The advances in AI, machine learning, and robotics is astounding. Everything from social and emotional intelligence, natural language processing, logical reasoning, identification of patterns and self-supervised learning, to physical sensors, mobility, navigation and more.
What changed everything a decade or so ago was an approach called “deep learning” – an architecture inspired by the human brain.
However, unlike the human brain, such networks are “trained” on huge amounts of labeled data, then they use what they’ve “learned” to mathematically pick out and recognize subtle patterns. The advent of this disruptive technology coincided with an explosion in data and hyperconnectivity, fuelling its success.
Where a human brain tends to focus on obvious data correlations, a deep-learning algorithm, trained on an ocean of information, has the ability to discover subtle and complex connections between obscure data sets. The uses are nearly limitless, from diagnosing cancer or detecting payment fraud, to autonomous vehicles and robots scurrying about in corporate warehouses.
Algorithms can be trained on proprietary data sets ranging from customer purchases to machine maintenance records to complex business processes, all the while helping managers make better decisions. For example, AI can be used to study many thousands of bank loans and repayment rates, and learn if one type of borrower is a hidden risk for default or, alternatively, a surprisingly good, but overlooked, lending prospect.
AI is already used extensively in cyber security given its ability to spot abnormal behavior and detect payments fraud, market abuse, and rogue trading. By scouting out hidden correlations that escape the human brain’s logic, these technologies can outperform even the most seasoned of experts.

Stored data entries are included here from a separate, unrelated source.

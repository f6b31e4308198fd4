//! services/client/src/protocol.rs
//!
//! Defines the remote API contract consumed by the client: the request
//! descriptors for every endpoint and the JSON payloads exchanged with them.

use justgo_core::domain::User;
use justgo_core::ports::Method;
use serde::{Deserialize, Serialize};
use std::borrow::Cow;

/// Cities offered by the weather selector.
pub const KNOWN_CITIES: [&str; 8] = [
    "Paris", "Tokyo", "New York", "London", "Bali", "Rome", "Dubai", "Iceland",
];

//=========================================================================================
// Request Descriptors
//=========================================================================================

/// A static description of one call site: where it goes, how, and whether it
/// needs a session.
#[derive(Debug, Clone, PartialEq, Eq)]
pub struct Endpoint {
    pub path: Cow<'static, str>,
    pub method: Method,
    pub requires_auth: bool,
}

impl Endpoint {
    pub const REGISTER: Endpoint = Endpoint::public(Method::Post, "/register");
    pub const LOGIN: Endpoint = Endpoint::public(Method::Post, "/login");
    pub const HEALTH: Endpoint = Endpoint::public(Method::Get, "/api/health");
    pub const DASHBOARD: Endpoint = Endpoint::protected("/dashboard");
    pub const TRIPS: Endpoint = Endpoint::protected("/trips");
    pub const DESTINATIONS: Endpoint = Endpoint::protected("/destinations");

    const fn public(method: Method, path: &'static str) -> Self {
        Self {
            path: Cow::Borrowed(path),
            method,
            requires_auth: false,
        }
    }

    const fn protected(path: &'static str) -> Self {
        Self {
            path: Cow::Borrowed(path),
            method: Method::Get,
            requires_auth: true,
        }
    }

    pub fn weather(city: &str) -> Self {
        Self {
            path: Cow::Owned(format!("/weather/{}", city)),
            method: Method::Get,
            requires_auth: true,
        }
    }
}

//=========================================================================================
// Authentication Payloads
//=========================================================================================

#[derive(Serialize, Debug)]
pub struct CredentialsRequest<'a> {
    pub email: &'a str,
    pub password: &'a str,
}

#[derive(Deserialize, Serialize, Debug, Clone)]
pub struct UserPayload {
    pub id: i64,
    pub email: String,
    #[serde(default, skip_serializing_if = "Option::is_none")]
    pub username: Option<String>,
}

impl UserPayload {
    pub fn to_domain(self) -> User {
        User {
            id: self.id,
            email: self.email,
            username: self.username,
        }
    }
}

#[derive(Deserialize, Debug, Default)]
pub struct LoginResponse {
    #[serde(default)]
    pub success: Option<bool>,
    #[serde(default)]
    pub token: Option<String>,
    #[serde(default)]
    pub user: Option<UserPayload>,
    #[serde(default)]
    pub message: Option<String>,
    #[serde(default)]
    pub error: Option<String>,
}

impl LoginResponse {
    /// Returns the token and user when the exchange granted a session.
    pub fn into_grant(self) -> Result<(String, User), Option<String>> {
        let rejected = self.success == Some(false);
        match (self.token, self.user) {
            (Some(token), Some(user)) if !rejected && !token.is_empty() => {
                Ok((token, user.to_domain()))
            }
            _ => Err(self.error.or(self.message)),
        }
    }
}

#[derive(Deserialize, Debug, Default)]
pub struct RegisterResponse {
    #[serde(default)]
    pub success: Option<bool>,
    #[serde(default)]
    pub message: Option<String>,
    #[serde(default)]
    pub error: Option<String>,
}

/// The shape of a structured error body. Both `{error}` and
/// `{success: false, message}` are in use on the server.
#[derive(Deserialize, Debug, Default)]
pub struct ErrorBody {
    #[serde(default)]
    pub error: Option<String>,
    #[serde(default)]
    pub message: Option<String>,
}

impl ErrorBody {
    pub fn into_message(self) -> Option<String> {
        self.error
            .or(self.message)
            .filter(|m| !m.trim().is_empty())
    }
}

//=========================================================================================
// Dashboard Payloads
//=========================================================================================

#[derive(Deserialize, Serialize, Debug, Clone, PartialEq, Eq)]
pub struct UserStats {
    pub total_trips: u32,
    pub upcoming_trips: u32,
    pub completed_trips: u32,
}

#[derive(Deserialize, Serialize, Debug, Clone, PartialEq, Eq)]
pub struct TripSummary {
    pub id: i64,
    pub destination: String,
    pub date: String,
    pub duration: String,
    pub status: String,
    #[serde(default, skip_serializing_if = "Option::is_none")]
    pub image: Option<String>,
}

#[derive(Deserialize, Serialize, Debug, Clone, PartialEq, Eq)]
pub struct WeatherInfo {
    pub current_location: String,
    pub temperature: String,
    pub condition: String,
    pub humidity: String,
}

#[derive(Deserialize, Serialize, Debug, Clone, PartialEq, Eq)]
pub struct Overview {
    pub user_stats: UserStats,
    #[serde(default)]
    pub recent_trips: Vec<TripSummary>,
    #[serde(default, skip_serializing_if = "Option::is_none")]
    pub weather_info: Option<WeatherInfo>,
}

#[derive(Deserialize, Serialize, Debug, Clone, PartialEq, Eq)]
pub struct Trip {
    pub id: i64,
    pub destination: String,
    pub date: String,
    pub duration: String,
    pub status: String,
    pub budget: String,
    #[serde(default)]
    pub activities: Vec<String>,
    #[serde(default, skip_serializing_if = "Option::is_none")]
    pub image: Option<String>,
}

#[derive(Deserialize, Serialize, Debug, Clone, PartialEq, Eq)]
pub struct TripList {
    pub trips: Vec<Trip>,
}

#[derive(Deserialize, Serialize, Debug, Clone, PartialEq)]
pub struct Destination {
    pub id: i64,
    pub name: String,
    pub description: String,
    pub rating: f32,
    pub price_range: String,
    pub best_time: String,
    #[serde(default, skip_serializing_if = "Option::is_none")]
    pub image: Option<String>,
}

#[derive(Deserialize, Serialize, Debug, Clone, PartialEq)]
pub struct DestinationList {
    pub destinations: Vec<Destination>,
}

#[derive(Deserialize, Serialize, Debug, Clone, PartialEq, Eq)]
pub struct CurrentWeather {
    pub temp: String,
    pub condition: String,
    pub humidity: String,
}

#[derive(Deserialize, Serialize, Debug, Clone, PartialEq, Eq)]
pub struct ForecastDay {
    pub day: String,
    pub temp: String,
    pub condition: String,
}

#[derive(Deserialize, Serialize, Debug, Clone, PartialEq, Eq)]
pub struct WeatherReport {
    pub city: String,
    pub weather: CurrentWeather,
    #[serde(default)]
    pub forecast: Vec<ForecastDay>,
}

#[derive(Deserialize, Serialize, Debug, Clone, PartialEq, Eq)]
pub struct HealthStatus {
    pub status: String,
    #[serde(default)]
    pub timestamp: Option<String>,
    #[serde(default)]
    pub version: Option<String>,
    #[serde(default)]
    pub database: Option<String>,
}
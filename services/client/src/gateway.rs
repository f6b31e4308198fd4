//! services/client/src/gateway.rs
//!
//! The authenticated request gateway. Every call to the remote API goes
//! through `Gateway::send`, which is the only place that attaches the bearer
//! token, classifies failures and tears the session down on a 401.

use crate::protocol::{Endpoint, ErrorBody};
use crate::session::SessionHandle;
use justgo_core::ports::{HttpTransport, TransportRequest, TransportResponse};
use serde::de::DeserializeOwned;
use serde::Serialize;
use std::sync::Arc;
use std::time::Duration;
use tracing::{debug, warn};

const UNAUTHORIZED: u16 = 401;

/// The failure taxonomy shared by every remote call.
#[derive(Debug, Clone, PartialEq, Eq, thiserror::Error)]
pub enum GatewayError {
    /// A protected call was attempted without a session. Nothing was sent.
    #[error("You are not signed in")]
    Unauthenticated,

    /// The server rejected the token we presented. The session has already
    /// been torn down by the time the caller sees this.
    #[error("Your session has expired. Please sign in again")]
    SessionExpired,

    /// Any other non-2xx reply. `message` is `None` when the body carried no
    /// `error` or `message` field.
    #[error("{}", describe_failure(.status, .message))]
    RequestFailed { status: u16, message: Option<String> },

    #[error("Network unreachable: {0}")]
    NetworkUnreachable(String),
}

pub type GatewayResult<T> = Result<T, GatewayError>;

fn describe_failure(status: &u16, message: &Option<String>) -> String {
    match message {
        Some(message) => format!("{} (status {})", message, status),
        None => format!("Request failed with status {}", status),
    }
}

pub struct Gateway {
    transport: Arc<dyn HttpTransport>,
    session: Arc<SessionHandle>,
    timeout: Duration,
}

impl Gateway {
    pub fn new(
        transport: Arc<dyn HttpTransport>,
        session: Arc<SessionHandle>,
        timeout: Duration,
    ) -> Self {
        Self {
            transport,
            session,
            timeout,
        }
    }

    /// Issues one call described by `endpoint`. A `body`, when present, must
    /// already be a JSON document.
    pub async fn send(
        &self,
        endpoint: Endpoint,
        body: Option<String>,
    ) -> GatewayResult<TransportResponse> {
        // Capture the credentials at issuance. A 401 tears down only the
        // episode that was presented, never one that started afterwards.
        let credentials = if endpoint.requires_auth {
            match self.session.credentials() {
                Some(credentials) => Some(credentials),
                None => {
                    debug!("refusing {} {}: no session", endpoint.method, endpoint.path);
                    return Err(GatewayError::Unauthenticated);
                }
            }
        } else {
            None
        };

        let request = TransportRequest {
            method: endpoint.method,
            path: endpoint.path.to_string(),
            bearer: credentials.as_ref().map(|c| c.token.clone()),
            body,
        };

        let response = match tokio::time::timeout(self.timeout, self.transport.execute(request)).await {
            Ok(Ok(response)) => response,
            Ok(Err(e)) => {
                warn!("{} {} failed: {}", endpoint.method, endpoint.path, e);
                return Err(GatewayError::NetworkUnreachable(e.to_string()));
            }
            Err(_) => {
                warn!(
                    "{} {} timed out after {:?}",
                    endpoint.method, endpoint.path, self.timeout
                );
                return Err(GatewayError::NetworkUnreachable(format!(
                    "no response within {:?}",
                    self.timeout
                )));
            }
        };

        if response.is_success() {
            return Ok(response);
        }

        if response.status == UNAUTHORIZED {
            if let Some(credentials) = credentials {
                if self.session.expire(credentials.episode) {
                    warn!("{} rejected our token; session expired", endpoint.path);
                }
                return Err(GatewayError::SessionExpired);
            }
        }

        let message = failure_message(&response);
        debug!(
            "{} {} returned {}: {:?}",
            endpoint.method, endpoint.path, response.status, message
        );
        Err(GatewayError::RequestFailed {
            status: response.status,
            message,
        })
    }

    /// Issues a body-less call and decodes the JSON response.
    pub async fn fetch<T: DeserializeOwned>(&self, endpoint: Endpoint) -> GatewayResult<T> {
        let response = self.send(endpoint, None).await?;
        decode(&response)
    }

    /// Issues a call with a JSON body and decodes the JSON response.
    pub async fn submit<B, T>(&self, endpoint: Endpoint, body: &B) -> GatewayResult<T>
    where
        B: Serialize + ?Sized,
        T: DeserializeOwned,
    {
        let json = serde_json::to_string(body).map_err(|e| GatewayError::RequestFailed {
            status: 0,
            message: Some(format!("Could not encode request: {}", e)),
        })?;
        let response = self.send(endpoint, Some(json)).await?;
        decode(&response)
    }
}

fn decode<T: DeserializeOwned>(response: &TransportResponse) -> GatewayResult<T> {
    serde_json::from_str(&response.body).map_err(|e| GatewayError::RequestFailed {
        status: response.status,
        message: Some(format!("Malformed response from server: {}", e)),
    })
}

/// Pulls a human-readable message out of an error response, if the body has one.
fn failure_message(response: &TransportResponse) -> Option<String> {
    serde_json::from_str::<ErrorBody>(&response.body)
        .ok()
        .and_then(ErrorBody::into_message)
}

time to make the shift from standalone uses to full integration
These technologies are fast, accurate, work around-the-clock without complaining, and can be applied to many tasks and use cases. Breakthroughs in AI, machine learning, and robotics will continue to have monumental impacts on traditional business models and drive widespread economic benefits for all. We urge organizations to rapidly ramp up their efforts to understand and develop a vision for their use of these technologies going forward.
While these gifts don’t come without challenge and new risks, for example, security, privacy, data bias, and job displacement, all organizations, irrespective of size, industry, and complexity, would be well advised to position them at the heart of their innovation strategies.